The southern woolly lemur (Avahi meridionalis), or southern avahi, has been recently recognized as a separate species of woolly lemur in 2006 by Zaramody et al. It is a nocturnal and pair-living species. Groups can range from 2 (the parental pair only) to 5 individuals (including the offspring of subsequent years). A study in Sainte Luce forest revealed home range varied from 2.2 to 3.5 ha and that males can have larger home range and cover longer daily distances than females (which can spend more time feeding), in agreement with the territory defence and mate guarding hypotheses.

==Distribution==
The species is restricted to the reserve of Andohahela, Sainte Luce and Ambatotsirongorongo. Further studies are required to determine the exact distribution range and especially the limits with its sister species Peyrieras' woolly lemur (A. peyrierasi). In southeastern littoral forests, sympatric lemur species of Avahi meridionalis are the brown mouse lemur (Microcebus rufus), the greater dwarf lemur (Cheirogaleus major), the fat-tailed dwarf lemur Cheirogaleus medius and the collared brown lemur (Eulemur collaris) in Sainte Luce Forest, and the southern lesser bamboo lemur (Hapalemur meridionalis) in Mandena Forest.

==Description==
Dorsal fur is grey-brown toning down to light grey distally, while ventrum is grey. The tail is red-brown and darkens distally. The southern woolly lemur has a mean weight of 1.2 kg for females and 1.1 kg for males, with a mean head-body length of 27 cm and 25 cm for females and males, respectively.

==Diet==
Avahi meridionalis eats leaves (and buds) and, much more rarely, flowers and appears not to base food choice on abundance.
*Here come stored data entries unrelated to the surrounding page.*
use axum::{
    Json,
    http::StatusCode,
    response::{IntoResponse, Response},
};
use jsonwebtoken::errors::ErrorKind as JwtErrorKind;
use serde::Serialize;
use thiserror::Error;

#[derive(Debug, Error)]
pub enum AppError {
    #[error("Validation error: {0}")]
    ValidationError(#[from] validator::ValidationErrors),

    #[error("Bad request: {0}")]
    BadRequest(anyhow::Error),

    #[error("Not found: {0}")]
    NotFound(anyhow::Error),

    #[error("Unauthorized: {0}")]
    Unauthorized(anyhow::Error),

    #[error("Forbidden: {0}")]
    Forbidden(anyhow::Error),

    #[error("Conflict: {0}")]
    Conflict(anyhow::Error),

    #[error("Too many requests: {0}")]
    TooManyRequests(String, Option<u64>),

    #[error("Internal server error: {0}")]
    InternalError(#[from] anyhow::Error),

    #[error("Service Unavailable")]
    ServiceUnavailable,

    #[error("Database error: {0}")]
    DatabaseError(anyhow::Error),

    #[error("Invalid token: {0}")]
    InvalidToken(#[from] jsonwebtoken::errors::Error),

    #[error("Configuration error: {0}")]
    ConfigError(anyhow::Error),
}

impl From<config::ConfigError> for AppError {
    fn from(err: config::ConfigError) -> Self {
        AppError::ConfigError(anyhow::Error::new(err))
    }
}

impl From<std::io::Error> for AppError {
    fn from(err: std::io::Error) -> Self {
        AppError::InternalError(anyhow::Error::new(err))
    }
}

/// Maps PostgreSQL failures onto client-facing categories.
///
/// Constraint violations become 4xx responses, pool exhaustion becomes 503,
/// everything else stays an opaque database error.
impl From<sqlx::Error> for AppError {
    fn from(err: sqlx::Error) -> Self {
        if matches!(
            err,
            sqlx::Error::PoolTimedOut | sqlx::Error::PoolClosed | sqlx::Error::Io(_)
        ) {
            tracing::error!(error = %err, "Database unavailable");
            return AppError::ServiceUnavailable;
        }

        let (code, constraint) = match &err {
            sqlx::Error::Database(db_err) => (
                db_err.code().map(|c| c.into_owned()),
                db_err.constraint().map(str::to_string),
            ),
            _ => (None, None),
        };

        match code.as_deref() {
            Some("23505") => AppError::Conflict(anyhow::anyhow!(
                "A record with this {} already exists",
                constraint.unwrap_or_else(|| "value".to_string())
            )),
            Some("23503") => {
                AppError::BadRequest(anyhow::anyhow!("Referenced record does not exist"))
            }
            Some("23502") => AppError::BadRequest(anyhow::anyhow!("Required field is missing")),
            Some("22001") => AppError::BadRequest(anyhow::anyhow!("Input data is too long")),
            _ => AppError::DatabaseError(anyhow::Error::new(err)),
        }
    }
}

impl IntoResponse for AppError {
    fn into_response(self) -> Response {
        #[derive(Serialize)]
        struct ErrorResponse {
            error: String,
            #[serde(skip_serializing_if = "Option::is_none")]
            code: Option<&'static str>,
            #[serde(skip_serializing_if = "Option::is_none")]
            details: Option<String>,
        }

        let mut code = None;
        let (status, error_message, details, retry_after) = match self {
            AppError::ValidationError(err) => (
                StatusCode::UNPROCESSABLE_ENTITY,
                "Validation error".to_string(),
                Some(err.to_string()),
                None,
            ),
            AppError::BadRequest(err) => (StatusCode::BAD_REQUEST, err.to_string(), None, None),
            AppError::NotFound(err) => (StatusCode::NOT_FOUND, err.to_string(), None, None),
            AppError::Unauthorized(err) => (StatusCode::UNAUTHORIZED, err.to_string(), None, None),
            AppError::Forbidden(err) => (StatusCode::FORBIDDEN, err.to_string(), None, None),
            AppError::Conflict(err) => (StatusCode::CONFLICT, err.to_string(), None, None),
            AppError::TooManyRequests(msg, retry) => {
                (StatusCode::TOO_MANY_REQUESTS, msg, None, retry)
            }
            AppError::InternalError(err) => {
                tracing::error!(error = ?err, "Internal server error");
                (
                    StatusCode::INTERNAL_SERVER_ERROR,
                    "Internal server error".to_string(),
                    None,
                    None,
                )
            }
            AppError::ServiceUnavailable => (
                StatusCode::SERVICE_UNAVAILABLE,
                "Service unavailable".to_string(),
                None,
                None,
            ),
            AppError::DatabaseError(err) => {
                tracing::error!(error = %err, "Database operation failed");
                (
                    StatusCode::INTERNAL_SERVER_ERROR,
                    "Database operation failed".to_string(),
                    None,
                    None,
                )
            }
            AppError::InvalidToken(err) => {
                let message = if matches!(err.kind(), JwtErrorKind::ExpiredSignature) {
                    code = Some("TOKEN_EXPIRED");
                    "Token has expired"
                } else {
                    code = Some("INVALID_TOKEN");
                    "Invalid token"
                };
                (StatusCode::UNAUTHORIZED, message.to_string(), None, None)
            }
            AppError::ConfigError(err) => (
                StatusCode::INTERNAL_SERVER_ERROR,
                "Configuration error".to_string(),
                Some(err.to_string()),
                None,
            ),
        };

        let mut res = (
            status,
            Json(ErrorResponse {
                error: error_message,
                code,
                details,
            }),
        )
            .into_response();

        if let Some(retry) = retry_after {
            res.headers_mut()
                .insert(axum::http::header::RETRY_AFTER, retry.into());
        }

        res
    }
}

#[cfg(test)]
mod tests {
    use super::*;
    use axum::body::to_bytes;

    async fn body_json(res: Response) -> serde_json::Value {
        let bytes = to_bytes(res.into_body(), usize::MAX).await.unwrap();
        serde_json::from_slice(&bytes).unwrap()
    }

    #[tokio::test]
    async fn forbidden_renders_message_only() {
        let res = AppError::Forbidden(anyhow::anyhow!("Access denied")).into_response();
        assert_eq!(res.status(), StatusCode::FORBIDDEN);

        let body = body_json(res).await;
        assert_eq!(body["error"], "Access denied");
        assert!(body.get("details").is_none());
        assert!(body.get("code").is_none());
    }

    #[tokio::test]
    async fn too_many_requests_sets_retry_after() {
        let res = AppError::TooManyRequests("slow down".to_string(), Some(30)).into_response();
        assert_eq!(res.status(), StatusCode::TOO_MANY_REQUESTS);
        assert_eq!(res.headers()[axum::http::header::RETRY_AFTER], "30");
    }

    #[tokio::test]
    async fn expired_token_carries_code() {
        let err = jsonwebtoken::errors::Error::from(JwtErrorKind::ExpiredSignature);
        let res = AppError::from(err).into_response();
        assert_eq!(res.status(), StatusCode::UNAUTHORIZED);

        let body = body_json(res).await;
        assert_eq!(body["code"], "TOKEN_EXPIRED");
        assert_eq!(body["error"], "Token has expired");
    }

    #[tokio::test]
    async fn malformed_token_is_invalid() {
        let err = jsonwebtoken::errors::Error::from(JwtErrorKind::InvalidToken);
        let body = body_json(AppError::from(err).into_response()).await;
        assert_eq!(body["code"], "INVALID_TOKEN");
    }

    #[tokio::test]
    async fn database_error_hides_cause() {
        let res =
            AppError::DatabaseError(anyhow::anyhow!("relation \"users\" does not exist"))
                .into_response();
        assert_eq!(res.status(), StatusCode::INTERNAL_SERVER_ERROR);

        let body = body_json(res).await;
        assert_eq!(body["error"], "Database operation failed");
        assert!(body.get("details").is_none());
    }

    #[test]
    fn pool_timeout_maps_to_unavailable() {
        let err = AppError::from(sqlx::Error::PoolTimedOut);
        assert!(matches!(err, AppError::ServiceUnavailable));
    }

    #[test]
    fn row_not_found_is_a_database_error() {
        let err = AppError::from(sqlx::Error::RowNotFound);
        assert!(matches!(err, AppError::DatabaseError(_)));
    }
}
Avahi meridionalis can eat adult leaves with higher content of easily soluble protein (than non-food leaves) and switch, as soon as possible, on young leaves, richer in crude protein, and poorer in acid detergent fiber and sugar. In Sainte Luce, A. meridionalis also ate leaves with condensed tannins, alkaloids, and intermediate concentrations of polyphenolics. Contrary to previous studies that considered Avahi spp. a specialist, A. meridionalis acted as leaf eating generalists with moderate selectivity, based on nutritional quality and tolerance of a wide array of plant secondary metabolites.

==Conservation==
The southern woolly lemur lives primarily in fragments of south-eastern rain littoral forest of Madagascar (Mandena and Sainte Luce). Degradation level, more than fragment size, seems to affect density and birth rates of the populations of this species.